И во второй раз в этот день он вспомнил Аннушку. Первый раз было, когда он лежал в куче соломы, потом же марш по улицам Москвы поглотил все сознание целиком. Странное ощущение нереальности не оставляло его до тех пор, пока он не встал здесь, на набережной, и не произвел первый холостой выстрел. Он видел знакомые дома, улицы и станции метро не из троллейбуса или такси — из танковой башни. Это обстоятельство как бы притупляло узнаваемость мест, и чудилось, что он едет по чужому, вражескому городу, а места эти всего лишь похожи на московские…

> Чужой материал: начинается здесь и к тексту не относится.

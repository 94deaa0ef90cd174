//! Market advisory engine for index trading: technical indicators, a
//! composite risk score, a signal score with a buy/sell/hold decision, and
//! ranked options strategies priced with Black-Scholes.

pub mod common;
pub mod config;
pub mod core;
pub mod error;
pub mod indicators;
pub mod logging;
pub mod models;
pub mod options;
pub mod risk;
pub mod services;
pub mod signals;

pub use error::{EngineError, EngineResult};
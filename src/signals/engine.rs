//! Advisory pipeline: indicators, risk, signal, recommendation.

use crate::config::EngineConfig;
use crate::error::EngineResult;
use crate::indicators::IndicatorEngine;
use crate::models::indicators::IndicatorSet;
use crate::models::market::{HistoricalSeries, MarketSnapshot, VolatilityReading};
use crate::models::recommendation::Recommendation;
use crate::models::risk::RiskAssessment;
use crate::models::signal::SignalAssessment;
use crate::risk::RiskScorer;
use crate::services::market_data::MarketDataProvider;
use crate::signals::decision::RecommendationResolver;
use crate::signals::scoring::SignalScorer;
use serde::{Deserialize, Serialize};
use tracing::info;

/// Number of bars requested from a provider.
pub const HISTORY_LIMIT: usize = 90;

#[derive(Debug, Clone, PartialEq, Serialize, Deserialize)]
pub struct Advisory {
    pub indicators: IndicatorSet,
    pub risk: RiskAssessment,
    pub signal: SignalAssessment,
    pub recommendation: Recommendation,
}

pub struct AdvisoryEngine {
    indicators: IndicatorEngine,
    risk: RiskScorer,
    scorer: SignalScorer,
    resolver: RecommendationResolver,
    default_vix: f64,
}

impl AdvisoryEngine {
    pub fn new(config: EngineConfig) -> Self {
        Self {
            default_vix: config.risk.default_vix,
            indicators: IndicatorEngine::new(config.indicators),
            risk: RiskScorer::new(config.risk),
            scorer: SignalScorer::new(),
            resolver: RecommendationResolver::new(),
        }
    }

    /// Run one cycle. Pure in its inputs: identical arguments give identical output.
    pub fn advise(
        &self,
        snapshot: &MarketSnapshot,
        history: Option<&HistoricalSeries>,
        vix: Option<&VolatilityReading>,
    ) -> Advisory {
        let vix = vix
            .copied()
            .unwrap_or_else(|| VolatilityReading::fallback(self.default_vix));
        let indicators = self.indicators.compute(history, snapshot);
        let risk = self.risk.assess(snapshot, &indicators, Some(&vix));
        let signal = self.scorer.score(snapshot, &indicators, vix.current);
        let recommendation =
            self.resolver
                .resolve(signal.signal_score, risk.overall_score, snapshot, &indicators);

        Advisory {
            indicators,
            risk,
            signal,
            recommendation,
        }
    }

    /// Pull inputs from a provider and run one cycle.
    pub fn advise_from(
        &self,
        provider: &dyn MarketDataProvider,
        symbol: &str,
    ) -> EngineResult<Advisory> {
        let snapshot = provider.snapshot(symbol)?;
        let history = provider.history(symbol, HISTORY_LIMIT)?;
        let vix = provider.volatility()?;

        info!(
            symbol,
            price = snapshot.last_price(),
            bars = history.as_ref().map(|h| h.len()).unwrap_or(0),
            has_vix = vix.is_some(),
            "AdvisoryEngine: running advisory cycle"
        );

        Ok(self.advise(&snapshot, history.as_ref(), vix.as_ref()))
    }
}

impl Default for AdvisoryEngine {
    fn default() -> Self {
        Self::new(EngineConfig::default())
    }
}
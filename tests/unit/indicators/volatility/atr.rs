//! Unit tests for ATR and historical volatility

use crate::support::{approx_eq, create_flat_bars, create_uptrend_bars};
use tradewise::indicators::volatility::{
    atr_percent, calculate_atr, calculate_historical_volatility,
    DEFAULT_HISTORICAL_VOLATILITY,
};

#[test]
fn test_atr_insufficient_data() {
    assert!(calculate_atr(&create_flat_bars(14, 100.0), 14).is_none());
}

#[test]
fn test_atr_constant_range() {
    let atr = calculate_atr(&create_flat_bars(30, 100.0), 14).unwrap();
    assert!(approx_eq(atr.value, 2.0, 1e-12));
    assert!(approx_eq(atr_percent(&atr, 100.0), 2.0, 1e-12));
}

#[test]
fn test_atr_includes_gap_from_previous_close() {
    // Step 5 with a 2-point bar range: |high - prev_close| = 6 dominates.
    let atr = calculate_atr(&create_uptrend_bars(30, 100.0, 5.0), 14).unwrap();
    assert!(approx_eq(atr.value, 6.0, 1e-12));
}

#[test]
fn test_historical_volatility_flat_is_zero() {
    let hv = calculate_historical_volatility(&create_flat_bars(30, 100.0));
    assert!(approx_eq(hv, 0.0, 1e-12));
}

#[test]
fn test_historical_volatility_short_series_default() {
    let hv = calculate_historical_volatility(&create_flat_bars(2, 100.0));
    assert_eq!(hv, DEFAULT_HISTORICAL_VOLATILITY);
}
//! Shared data models spanning the engine layers.

pub mod indicators;
pub mod market;
pub mod options;
pub mod recommendation;
pub mod risk;
pub mod signal;

pub use indicators::{
    AtrIndicator, BollingerBandsIndicator, IndicatorBasis, IndicatorSet, MacdCrossover,
    MacdIndicator, RsiIndicator, RsiZone, VolumeIndicator, VolumeSignal,
};
pub use market::{
    FearLevel, HistoricalSeries, MarketSnapshot, PriceBar, Quote, RawBar, VixInterpretation,
    VixLevel, VolatilityReading,
};
pub use options::{
    LegSide, OptionKind, OptionLeg, PayoffCurve, PayoffPoint, StrategyKind, StrategySetup,
};
pub use recommendation::{Action, Confidence, PivotLevels, Recommendation};
pub use risk::{
    BreadthRisk, RiskAssessment, RiskLevel, RiskRating, RsiRisk, SupportResistanceRisk, TrendRisk,
};
pub use signal::{SignalAssessment, SignalFactor, SignalReason};
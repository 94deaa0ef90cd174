//! Trend and volatility regime used to rank strategies.

use crate::common::{Cmp, Ladder};
use crate::models::market::MarketSnapshot;
use serde::{Deserialize, Serialize};

#[derive(Debug, Clone, Copy, PartialEq, Eq, Serialize, Deserialize)]
#[serde(rename_all = "snake_case")]
pub enum TrendBucket {
    VeryBullish,
    Bullish,
    Neutral,
    Bearish,
    VeryBearish,
}

impl TrendBucket {
    pub fn strength(&self) -> i32 {
        match self {
            TrendBucket::VeryBullish => 5,
            TrendBucket::Bullish => 3,
            TrendBucket::Neutral => 0,
            TrendBucket::Bearish => -3,
            TrendBucket::VeryBearish => -5,
        }
    }
}

#[derive(Debug, Clone, Copy, PartialEq, Eq, Serialize, Deserialize)]
#[serde(rename_all = "snake_case")]
pub enum VolatilityBucket {
    VeryHigh,
    High,
    Moderate,
    Low,
}

impl VolatilityBucket {
    pub fn is_elevated(&self) -> bool {
        matches!(self, VolatilityBucket::VeryHigh | VolatilityBucket::High)
    }
}

const TRENDS: Ladder<TrendBucket> = Ladder::new(
    &[
        (Cmp::Above, 1.5, TrendBucket::VeryBullish),
        (Cmp::Above, 0.5, TrendBucket::Bullish),
        (Cmp::Below, -1.5, TrendBucket::VeryBearish),
        (Cmp::Below, -0.5, TrendBucket::Bearish),
    ],
    TrendBucket::Neutral,
);

const VOLATILITIES: Ladder<VolatilityBucket> = Ladder::new(
    &[
        (Cmp::Above, 25.0, VolatilityBucket::VeryHigh),
        (Cmp::Above, 20.0, VolatilityBucket::High),
        (Cmp::Above, 15.0, VolatilityBucket::Moderate),
    ],
    VolatilityBucket::Low,
);

#[derive(Debug, Clone, Copy, PartialEq, Serialize, Deserialize)]
pub struct MarketRegime {
    pub trend: TrendBucket,
    pub volatility: VolatilityBucket,
    pub strength: i32,
    pub vix: f64,
    /// 0.0 (day low) to 1.0 (day high); 0.5 for an empty range.
    pub position_in_range: f64,
    pub pct_change: f64,
}

impl MarketRegime {
    pub fn analyze(snapshot: &MarketSnapshot, vix: f64) -> Self {
        let trend = TRENDS.lookup(snapshot.pct_change());
        Self {
            trend,
            volatility: VOLATILITIES.lookup(vix),
            strength: trend.strength(),
            vix,
            position_in_range: snapshot.position_in_range().unwrap_or(0.5),
            pct_change: snapshot.pct_change(),
        }
    }
}
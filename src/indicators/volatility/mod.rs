//! Volatility indicators: Bollinger Bands, ATR, historical volatility

pub mod atr;
pub mod bollinger;
pub mod historical;

pub use atr::*;
pub use bollinger::*;
pub use historical::*;
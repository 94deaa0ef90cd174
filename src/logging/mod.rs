//! Tracing setup for the advisor binary.
//!
//! Production environments emit JSON lines, anything else a compact coloured
//! format. Both write to stderr so stdout carries only the report.

use crate::config::get_environment;
use std::io;
use tracing_subscriber::{fmt, layer::SubscriberExt, util::SubscriberInitExt, EnvFilter};

#[derive(Debug, Clone, Copy, PartialEq, Eq)]
pub enum LogFormat {
    Json,
    Compact,
}

impl LogFormat {
    pub fn for_environment(env: &str) -> Self {
        match env {
            "production" | "prod" => LogFormat::Json,
            _ => LogFormat::Compact,
        }
    }
}

/// Install the global subscriber. `RUST_LOG` wins over the `info` default.
pub fn init_logging() {
    let format = LogFormat::for_environment(&get_environment());
    let filter = EnvFilter::try_from_default_env().unwrap_or_else(|_| EnvFilter::new("info"));
    let registry = tracing_subscriber::registry().with(filter);

    match format {
        LogFormat::Json => registry
            .with(
                fmt::layer()
                    .json()
                    .with_file(true)
                    .with_line_number(true)
                    .with_writer(io::stderr),
            )
            .init(),
        LogFormat::Compact => registry
            .with(fmt::layer().compact().with_ansi(true).with_writer(io::stderr))
            .init(),
    }
}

С Аннушкой они однажды переплыли озеро и долго лежали на том берегу, глядя в небо. Было так хорошо, беззаботно, что кажется, остановилось время. Сейчас Кирилл вспомнил тот день, и испытанная им тогда благодать стала медленно спускаться в танковый люк, вместе с открытым пространством.
— Триста пятнадцатый! Цель — центральные окна восьмого этажа.
Он схватился за ручки, сделал доворот.
— Цель вижу!
— Кумулятивными… три снаряда… Огонь!
Он затворил люк, и вместе со щелчком замка оборвалась всякая связь с вышним миром, и даже та малая толика благодати, что успела достичь его, мгновенно смешалась и растворилась в пороховом дыму…
Уставший от грохота, он дождался команды прекратить огонь, с трудом выбрался на броню и мгновенно заснул, будто припоздавший пахарь в своей борозде. Он спал без сна, ибо с последним выстрелом понял, что на сегодня наконец война закончилась. Она могла бы продолжиться и завтра, но сейчас он уже не мог стрелять: всякая даже самая интересная игра может утомить, и потому он спал, как спит наигравшийся ребенок среди игрушек.
А проснулся в темноте — прапорщик-водитель дергал его за штаны, бил под коленки.
— Командир! Командир!.. Бегом к триста пятьдесят второй! Объявили сбор командиров экипажей!
Кирилл спустился с танка — белели только омоновские щиты и каски, будто дорожные столбы стояли на крутом повороте да вовсю пылал весь пятнадцатый этаж, бросая тревожные отсветы на серую осеннюю воду Москвы-реки. Огонь уже перекинулся на шестнадцатый, и оттуда, будто победный фейерверк, осыпались горящие брызги неведомых фонтанов.
Он встал в строй, перед которым расхаживал маленький полковник — типичный танкист. Он говорил командирским голосом, но был ли их командиром — неизвестно, поскольку голос звучал совершенно иначе, чем в шлемофоне. Впрочем, Кириллу было все равно…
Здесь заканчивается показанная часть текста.